While much of Lukashenko’s bluster is aimed at a local electorate that has seen the Belarussian rouble fall 25 percent against the dollar since mid-December, trade restrictions and demands to use foreign currency strike at the heart of the EEU, which offers free movement of labor and trade.
The Kremlin saw Ukraine, the third biggest economy behind Kazakhstan and Russia in the Commonwealth of Independent States, a loose grouping of 11 former Soviet republics, as a vital member of the new union.
But after Crimea was annexed by Russia in March last year and Moscow supported separatists in eastern Ukraine, the country’s central bank chief, Valeriia Gontareva, summed up Kiev’s position toward Moscow.
“As a person I am really happy about what’s happening with the Russian rouble,” she said in December. “But as a central bank head it can’t make me happy, as Russia remains an important trade partner.”
Russia accounted for 19 percent of Ukraine’s exports and 25 percent of its imports in the first nine months of 2014, official data show. The hryvnia fell about 50 percent against the dollar last year.
Few if any of Russia’s former Soviet neighbors can escape the impact of its crisis, deepened by oil prices plunging to almost six-year lows, and the pain may encourage some to think more independently.
Oil-producing Azerbaijan, which sold nearly $1.13 billion to support its manat currency in December, has shown no interest in joining Putin’s Union and Georgia, also in the South Caucasus, says the turmoil in Russia should cement its Western-leaning policies.
There also seem to be few benefits for Armenia, the EEU’s newest member, with Anush Sedrakyan, vice-chair for the opposition Free Democrats Party, saying the country received no subsidies, “neither financial nor political benefits”.
For Central Asia’s Kyrgyzstan, one of the former Soviet Union’s poorest countries which is due to accede to the bloc in May, business could not be worse for many after its som currency depreciated by 19.7 percent last year against the dollar.
The official rate stood at 59.90 to the dollar on Wednesday, but exchange booths were buying the U.S. currency at 60.00-60.50 soms.
“I don’t understand this - maybe it’s the wrong season or people have no spare cash, spending all the money they have to buy dollars,” said Nuriya, a 43-year-old seller of women’s clothes in the capital Bishkek.
Kyrgyzstan, like many former Soviet republics, also relies on worker remittances for about 30 percent of its gross domestic product and more than 1 million of its citizens work abroad, mainly in Russia.

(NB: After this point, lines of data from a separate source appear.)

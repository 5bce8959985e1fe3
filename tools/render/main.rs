//! Offline renderer for the factory flavors.
//!
//! Reads a stereo WAV (16 or 24 bit integer), or synthesizes a demo program
//! when no input is given, runs every factory flavor through the full chain in
//! 128-frame blocks, and writes one 16-bit WAV per flavor into the output
//! directory (second argument, defaults to the working directory). Prints
//! per-flavor telemetry so renders can be compared at a glance.

use std::path::PathBuf;

use anyhow::{Context, Result};
use horizon::{factory_preset, factory_preset_names, gr_to_leds, HostProcessor};
use hound::{SampleFormat, WavReader, WavSpec, WavWriter};

const BLOCK_FRAMES: usize = 128;
const DEMO_SECONDS: f32 = 4.0;
const DEMO_RATE: u32 = 44100;

struct Program {
    rate: u32,
    left: Vec<f32>,
    right: Vec<f32>,
}

fn load_wav(path: &PathBuf) -> Result<Program> {
    let reader = WavReader::open(path)
        .with_context(|| format!("failed to open input WAV '{}'", path.display()))?;
    let spec = reader.spec();
    if spec.sample_format != SampleFormat::Int {
        anyhow::bail!("only integer WAV input is supported");
    }
    let scale = match spec.bits_per_sample {
        16 => (i16::MAX as f32).recip(),
        24 => 8388607.0f32.recip(),
        bits => anyhow::bail!("unsupported bit depth: {}", bits),
    };

    let mut left = Vec::new();
    let mut right = Vec::new();
    let mut it = reader.into_samples::<i32>();
    while let Some(l) = it.next() {
        let l = l? as f32 * scale;
        let r = if spec.channels > 1 {
            it.next().transpose()?.map(|s| s as f32 * scale).unwrap_or(l)
        } else {
            l
        };
        left.push(l);
        right.push(r);
    }
    Ok(Program {
        rate: spec.sample_rate,
        left,
        right,
    })
}

/// Demo program: a 200 Hz tone in the mid with a slow 3 Hz side wobble, plus
/// a click every half second so the transient path has something to chew on.
fn synthesize_demo() -> Program {
    let frames = (DEMO_SECONDS * DEMO_RATE as f32) as usize;
    let mut left = Vec::with_capacity(frames);
    let mut right = Vec::with_capacity(frames);
    for i in 0..frames {
        let t = i as f32 / DEMO_RATE as f32;
        let mid = 0.5 * (std::f32::consts::TAU * 200.0 * t).sin();
        let side = 0.2 * (std::f32::consts::TAU * 3.0 * t).sin();
        let click = if i % (DEMO_RATE as usize / 2) < 32 { 0.4 } else { 0.0 };
        left.push((mid + side + click).clamp(-1.0, 1.0));
        right.push((mid - side + click).clamp(-1.0, 1.0));
    }
    Program {
        rate: DEMO_RATE,
        left,
        right,
    }
}

fn write_wav(path: &PathBuf, rate: u32, left: &[f32], right: &[f32]) -> Result<()> {
    let spec = WavSpec {
        channels: 2,
        sample_rate: rate,
        bits_per_sample: 16,
        sample_format: SampleFormat::Int,
    };
    let mut writer = WavWriter::create(path, spec)
        .with_context(|| format!("failed to create '{}'", path.display()))?;
    for (l, r) in left.iter().zip(right.iter()) {
        writer.write_sample((l.clamp(-1.0, 1.0) * i16::MAX as f32) as i16)?;
        writer.write_sample((r.clamp(-1.0, 1.0) * i16::MAX as f32) as i16)?;
    }
    writer.finalize()?;
    Ok(())
}

fn main() -> Result<()> {
    env_logger::init();
    #[cfg(feature = "debug")]
    horizon::debug::logger::init();

    let mut args = std::env::args().skip(1);
    let input = args.next().map(PathBuf::from);
    let out_dir = args.next().map(PathBuf::from).unwrap_or_else(|| PathBuf::from("."));
    std::fs::create_dir_all(&out_dir)
        .with_context(|| format!("failed to create output dir '{}'", out_dir.display()))?;
    let (program, stem) = match &input {
        Some(path) => (
            load_wav(path)?,
            path.file_stem()
                .map(|s| s.to_string_lossy().into_owned())
                .unwrap_or_else(|| "render".to_string()),
        ),
        None => (synthesize_demo(), "demo".to_string()),
    };
    println!(
        "program: {} frames at {} Hz",
        program.left.len(),
        program.rate
    );

    for name in factory_preset_names() {
        let params = factory_preset(name)
            .with_context(|| format!("factory flavor '{}' missing", name))?;

        let mut proc = HostProcessor::new(program.rate as f64, BLOCK_FRAMES);
        params.apply_to(&mut proc);
        proc.prepare_to_play(program.rate as f64, BLOCK_FRAMES);
        let meters = proc.meters();

        let mut out_l = program.left.clone();
        let mut out_r = program.right.clone();
        let mut worst_gr = 0.0f32;
        for (cl, cr) in out_l
            .chunks_mut(BLOCK_FRAMES)
            .zip(out_r.chunks_mut(BLOCK_FRAMES))
        {
            proc.process_block_in_place(cl, cr, program.rate as f64);
            worst_gr = worst_gr.min(proc.limiter_telemetry().gain_reduction_db);
        }

        let out_path = out_dir.join(format!("{}_{}.wav", stem, name));
        write_wav(&out_path, program.rate, &out_l, &out_r)?;

        let t = proc.limiter_telemetry();
        println!(
            "{:<20} -> {:<28} peak_in {:.3} peak_out {:.3} gr {:+.2} dB ({} LEDs) width {:.2} clip {}",
            name,
            out_path.display(),
            t.peak_in,
            meters.get_output_peak(),
            worst_gr,
            gr_to_leds(worst_gr),
            meters.get_width_now(),
            meters.take_clip()
        );
    }

    #[cfg(feature = "debug")]
    horizon::debug::logger::drain_to_file();
    Ok(())
}
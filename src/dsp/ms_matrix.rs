//! Mid/Side Matrix
//!
//! Sum/difference encode and decode between left/right and mid/side domains.
//! Mono lives in the mid, the stereo image lives in the side; everything the
//! rest of the chain does to the image goes through this matrix. Stateless and
//! exactly invertible.

#[derive(Clone, Copy, Debug, Default)]
pub struct MsMatrix;

impl MsMatrix {
    /// `(l, r) -> (mid, side)` with `mid = 0.5(l + r)`, `side = 0.5(l - r)`.
    #[inline]
    pub fn encode(&self, l: f32, r: f32) -> (f32, f32) {
        (0.5 * (l + r), 0.5 * (l - r))
    }

    /// `(mid, side) -> (l, r)` with `l = mid + side`, `r = mid - side`.
    #[inline]
    pub fn decode(&self, m: f32, s: f32) -> (f32, f32) {
        (m + s, m - s)
    }
}

#[cfg(test)]
mod tests {
    use super::*;

    #[test]
    fn round_trip_is_exact() {
        let ms = MsMatrix;
        for &(l, r) in &[
            (0.0f32, 0.0f32),
            (1.0, -1.0),
            (0.25, 0.75),
            (-0.5, -0.5),
            (0.125, -0.625),
        ] {
            let (m, s) = ms.encode(l, r);
            let (l2, r2) = ms.decode(m, s);
            assert_eq!(l2, l);
            assert_eq!(r2, r);
        }
    }

    #[test]
    fn mono_has_no_side() {
        let ms = MsMatrix;
        let (m, s) = ms.encode(0.8, 0.8);
        assert_eq!(m, 0.8);
        assert_eq!(s, 0.0);
    }
}
use std::sync::Arc;

use anyhow::Result;
use taskdeck_config::SchedulerConfig;
use taskdeck_scheduler::{HttpSchedulerService, SchedulerFacade, TaskSummary};

use crate::TasksCommand;

/// Run a `tasks` subcommand against the configured scheduler service.
pub async fn run(command: TasksCommand, config: &SchedulerConfig) -> Result<()> {
    let service = HttpSchedulerService::new(
        &config.base_url,
        config.timeout(),
        config.auth_token.clone(),
    );
    let facade = SchedulerFacade::new(Arc::new(service));

    match command {
        TasksCommand::List { upcoming } => {
            let summaries = facade.describe_tasks(upcoming).await?;
            if summaries.is_empty() {
                println!("No tasks");
            }
            for summary in &summaries {
                print_summary(summary);
            }
        }
        TasksCommand::Start => {
            facade.set_running(true).await?;
            println!("Scheduler started");
        }
        TasksCommand::Stop => {
            facade.set_running(false).await?;
            println!("Scheduler stopped");
        }
        TasksCommand::Refresh => {
            facade.refresh().await?;
            println!("Scheduler refreshed");
        }
        TasksCommand::Trigger { task_id } => {
            facade.trigger(&task_id).await?;
            println!("Triggered {task_id}");
        }
        TasksCommand::Enable { task_id } => {
            facade.set_enabled(&task_id, true).await?;
            println!("Enabled {task_id}");
        }
        TasksCommand::Disable { task_id } => {
            facade.set_enabled(&task_id, false).await?;
            println!("Disabled {task_id}");
        }
        TasksCommand::SetCron {
            task_id,
            expression,
        } => {
            facade.update_cron(&task_id, &expression).await?;
            println!("{task_id}: {}", describe_or_raw(&expression));
        }
        TasksCommand::SetSchedule { task_id, schedule } => {
            let cron = facade.update_schedule(&task_id, &schedule.to_spec()).await?;
            println!("{task_id}: {cron} ({})", describe_or_raw(&cron));
        }
        TasksCommand::Delete { task_id } => {
            facade.delete(&task_id).await?;
            println!("Deleted {task_id}");
        }
    }
    Ok(())
}

fn describe_or_raw(expression: &str) -> String {
    taskdeck_cron::describe(expression).unwrap_or_else(|_| expression.to_string())
}

fn print_summary(summary: &TaskSummary) {
    let task = &summary.task;
    let state = match (task.enabled, task.is_running) {
        (_, true) => "running",
        (true, false) => "enabled",
        (false, false) => "disabled",
    };
    println!("{} [{}] {}", task.id, state, task.name);
    println!("  {} ({})", summary.description, task.cron_expression);
    if let Some(last) = task.last_run {
        println!("  last run: {}", last.format("%Y-%m-%d %H:%M UTC"));
    }
    if let Some(next) = task.next_run {
        println!("  next run: {}", next.format("%Y-%m-%d %H:%M UTC"));
    }
    for run in &summary.upcoming {
        println!("  upcoming: {}", run.format("%Y-%m-%d %H:%M UTC"));
    }
}
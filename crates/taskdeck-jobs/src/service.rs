//! Remote job service: trait seam plus the HTTP client.

use std::time::Duration;

use async_trait::async_trait;
use reqwest::{Client, RequestBuilder, StatusCode};
use serde::{Deserialize, Serialize};

use taskdeck_types::{Job, JobRequest};

use crate::JobServiceError;

/// Notice returned when the service reports the work as already satisfied.
#[derive(Debug, Clone, Default, PartialEq, Eq, Serialize, Deserialize)]
#[serde(rename_all = "camelCase")]
pub struct SkipNotice {
    /// How many results already exist for the subject, when reported.
    #[serde(default, alias = "count", skip_serializing_if = "Option::is_none")]
    pub existing_count: Option<u64>,
    #[serde(default, skip_serializing_if = "Option::is_none")]
    pub message: Option<String>,
}

/// Outcome of a submission the service did not reject.
#[derive(Debug, Clone, PartialEq)]
pub enum SubmitResponse {
    /// A job was created.
    Accepted(Job),
    /// No job was created because the work is already done.
    Skipped(SkipNotice),
}

/// The remote surface the orchestrator submits to and polls.
#[async_trait]
pub trait JobService: Send + Sync {
    /// `POST jobs {type, dedupKey, data}`.
    async fn submit(&self, request: &JobRequest) -> Result<SubmitResponse, JobServiceError>;

    /// `GET jobs[?type]`, the authoritative snapshot.
    async fn list_jobs(&self, job_type: Option<&str>) -> Result<Vec<Job>, JobServiceError>;
}

#[derive(Deserialize)]
#[serde(untagged)]
enum JobEnvelope {
    Wrapped { job: Job },
    Bare(Job),
}

#[derive(Deserialize)]
#[serde(untagged)]
enum JobListEnvelope {
    Wrapped { jobs: Vec<Job> },
    Bare(Vec<Job>),
}

#[derive(Deserialize)]
struct ErrorBody {
    #[serde(alias = "message")]
    error: String,
}

/// HTTP client for the job service.
pub struct HttpJobService {
    client: Client,
    base_url: String,
    auth_token: Option<String>,
}

impl HttpJobService {
    /// Create a client rooted at `base_url` (e.g. "http://host/api").
    pub fn new(base_url: &str, timeout: Duration, auth_token: Option<String>) -> Self {
        let client = Client::builder()
            .timeout(timeout)
            .build()
            .expect("failed to build reqwest client");
        Self {
            client,
            base_url: base_url.trim_end_matches('/').to_string(),
            auth_token,
        }
    }

    fn jobs_url(&self) -> String {
        format!("{}/jobs", self.base_url)
    }

    fn authorize(&self, request: RequestBuilder) -> RequestBuilder {
        match &self.auth_token {
            Some(token) => request.bearer_auth(token),
            None => request,
        }
    }
}

#[async_trait]
impl JobService for HttpJobService {
    async fn submit(&self, request: &JobRequest) -> Result<SubmitResponse, JobServiceError> {
        let resp = self
            .authorize(self.client.post(self.jobs_url()).json(request))
            .send()
            .await?;
        let status = resp.status();
        let body = resp.text().await?;

        if status == StatusCode::CONFLICT {
            let notice: SkipNotice = serde_json::from_str(&body).unwrap_or_default();
            return Ok(SubmitResponse::Skipped(notice));
        }
        if !status.is_success() {
            return Err(JobServiceError::Rejected {
                status: status.as_u16(),
                message: error_message(status, &body),
            });
        }

        let envelope: JobEnvelope = serde_json::from_str(&body)
            .map_err(|e| JobServiceError::Decode(format!("submit response: {e}")))?;
        let job = match envelope {
            JobEnvelope::Wrapped { job } | JobEnvelope::Bare(job) => job,
        };
        Ok(SubmitResponse::Accepted(job))
    }

    async fn list_jobs(&self, job_type: Option<&str>) -> Result<Vec<Job>, JobServiceError> {
        let mut request = self.client.get(self.jobs_url());
        if let Some(job_type) = job_type {
            request = request.query(&[("type", job_type)]);
        }
        let resp = self.authorize(request).send().await?;
        let status = resp.status();
        let body = resp.text().await?;

        if !status.is_success() {
            return Err(JobServiceError::Rejected {
                status: status.as_u16(),
                message: error_message(status, &body),
            });
        }

        let envelope: JobListEnvelope = serde_json::from_str(&body)
            .map_err(|e| JobServiceError::Decode(format!("job list: {e}")))?;
        Ok(match envelope {
            JobListEnvelope::Wrapped { jobs } | JobListEnvelope::Bare(jobs) => jobs,
        })
    }
}

/// Best-effort error text from a failed response body.
pub(crate) fn error_message(status: StatusCode, body: &str) -> String {
    if let Ok(parsed) = serde_json::from_str::<ErrorBody>(body) {
        return parsed.error;
    }
    let trimmed = body.trim();
    if trimmed.is_empty() {
        status
            .canonical_reason()
            .unwrap_or("unknown error")
            .to_string()
    } else {
        trimmed.to_string()
    }
}

#[cfg(test)]
mod tests {
    use super::*;
    use std::collections::HashMap;

    use axum::extract::Query;
    use axum::http::{HeaderMap, StatusCode as AxumStatus};
    use axum::routing::post;
    use axum::{Json, Router};
    use serde_json::{Value, json};
    use taskdeck_types::JobStatus;

    async fn spawn_server(app: Router) -> String {
        let listener = tokio::net::TcpListener::bind("127.0.0.1:0").await.unwrap();
        let addr = listener.local_addr().unwrap();
        tokio::spawn(async move {
            axum::serve(listener, app).await.unwrap();
        });
        format!("http://{addr}/api/")
    }

    fn request(dedup_key: &str) -> JobRequest {
        JobRequest {
            job_type: "keyword-generation".into(),
            dedup_key: dedup_key.into(),
            data: json!({"industryId": 4}),
        }
    }

    async fn submit_handler(headers: HeaderMap, Json(body): Json<Value>) -> (AxumStatus, Json<Value>) {
        let authorized = headers
            .get("authorization")
            .and_then(|v| v.to_str().ok())
            == Some("Bearer secret");
        match body["dedupKey"].as_str() {
            _ if !authorized => (AxumStatus::UNAUTHORIZED, Json(json!({"error": "bad token"}))),
            Some("satisfied") => (
                AxumStatus::CONFLICT,
                Json(json!({"skipped": true, "existingCount": 250, "message": "already has 250 keywords"})),
            ),
            Some("broken") => (
                AxumStatus::UNPROCESSABLE_ENTITY,
                Json(json!({"error": "industryId is required"})),
            ),
            Some(key) => (
                AxumStatus::CREATED,
                Json(json!({"job": {
                    "id": "srv-1",
                    "type": body["type"],
                    "status": "waiting",
                    "progress": 0,
                    "dedupKey": key,
                }})),
            ),
            None => (AxumStatus::BAD_REQUEST, Json(json!({"error": "missing dedupKey"}))),
        }
    }

    async fn list_handler(Query(query): Query<HashMap<String, String>>) -> Json<Value> {
        let job_type = query.get("type").cloned().unwrap_or_default();
        Json(json!({"jobs": [
            {"id": "srv-1", "type": job_type, "status": "active", "progress": 35.0, "dedupKey": "industry-4"},
            {"id": "srv-2", "type": job_type, "status": "completed", "dedupKey": "industry-5", "result": {"keywords": 120}},
        ]}))
    }

    async fn service() -> HttpJobService {
        let app = Router::new().route("/api/jobs", post(submit_handler).get(list_handler));
        let base = spawn_server(app).await;
        HttpJobService::new(&base, Duration::from_secs(5), Some("secret".into()))
    }

    #[tokio::test]
    async fn test_submit_accepted() {
        let svc = service().await;
        let resp = svc.submit(&request("industry-4")).await.unwrap();
        let SubmitResponse::Accepted(job) = resp else {
            panic!("expected acceptance, got {resp:?}");
        };
        assert_eq!(job.id, "srv-1");
        assert_eq!(job.status, JobStatus::Queued);
        assert_eq!(job.dedup_key, "industry-4");
    }

    #[tokio::test]
    async fn test_submit_skipped() {
        let svc = service().await;
        let resp = svc.submit(&request("satisfied")).await.unwrap();
        assert_eq!(
            resp,
            SubmitResponse::Skipped(SkipNotice {
                existing_count: Some(250),
                message: Some("already has 250 keywords".into()),
            })
        );
    }

    #[tokio::test]
    async fn test_submit_rejected() {
        let svc = service().await;
        let err = svc.submit(&request("broken")).await.unwrap_err();
        match err {
            JobServiceError::Rejected { status, message } => {
                assert_eq!(status, 422);
                assert_eq!(message, "industryId is required");
            }
            other => panic!("unexpected error: {other:?}"),
        }
    }

    #[tokio::test]
    async fn test_submit_without_token_is_rejected() {
        let app = Router::new().route("/api/jobs", post(submit_handler));
        let base = spawn_server(app).await;
        let svc = HttpJobService::new(&base, Duration::from_secs(5), None);
        let err = svc.submit(&request("industry-4")).await.unwrap_err();
        assert!(matches!(err, JobServiceError::Rejected { status: 401, .. }));
    }

    #[tokio::test]
    async fn test_list_jobs() {
        let svc = service().await;
        let jobs = svc.list_jobs(Some("keyword-generation")).await.unwrap();
        assert_eq!(jobs.len(), 2);
        assert_eq!(jobs[0].job_type, "keyword-generation");
        assert_eq!(jobs[0].progress, 35);
        assert_eq!(jobs[1].status, JobStatus::Completed);
        assert_eq!(jobs[1].result, Some(json!({"keywords": 120})));
    }

    #[tokio::test]
    async fn test_connection_error_is_http() {
        let svc = HttpJobService::new("http://127.0.0.1:1/api", Duration::from_secs(2), None);
        let err = svc.list_jobs(None).await.unwrap_err();
        assert!(matches!(err, JobServiceError::Http(_)));
    }

    #[test]
    fn test_error_message_fallbacks() {
        assert_eq!(
            error_message(StatusCode::BAD_GATEWAY, r#"{"message":"upstream down"}"#),
            "upstream down"
        );
        assert_eq!(error_message(StatusCode::BAD_GATEWAY, " gateway timeout \n"), "gateway timeout");
        assert_eq!(error_message(StatusCode::NOT_FOUND, ""), "Not Found");
    }
}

Worker remittances grew to $1.943 billion in January-October last year from $1.874 billion in the same period of 2013, central bank data showed. It is unclear what effect the collapse of the rouble will have on full-year remittances but some hope joining the EEU will mean better working conditions.
“(This) will lead to an increase of cash remittances by our workers,” said Asel Sultanaliyeva, economist at the Kyrgyz national bank’s balance of payments and external debt division.
Many in neighboring oil producer Kazakhstan took advantage of the plunging rouble to buy up television sets and cars across the border. But as the shopping spree subsided, many are now watching the tenge currency.
Murat, a Kazakh businessman who invests in grain farming, said he did not hold even $100 in tenge cash.
Many analysts expect a devaluation soon and suggest the central bank is propping up the currency by using reserves. Official data showed reverses grew to $28 billion on Dec. 31 from $27.9 billion on Nov. 30.
“If you have a big neighbor and a trade partner whose currency is sharply depreciated while you wish to protect your currency and not to devalue it, the only way to do so is to build a safe and solid new Great Wall of China,” said Oraz Jandosov, a former head of Kazakhstan’s central bank.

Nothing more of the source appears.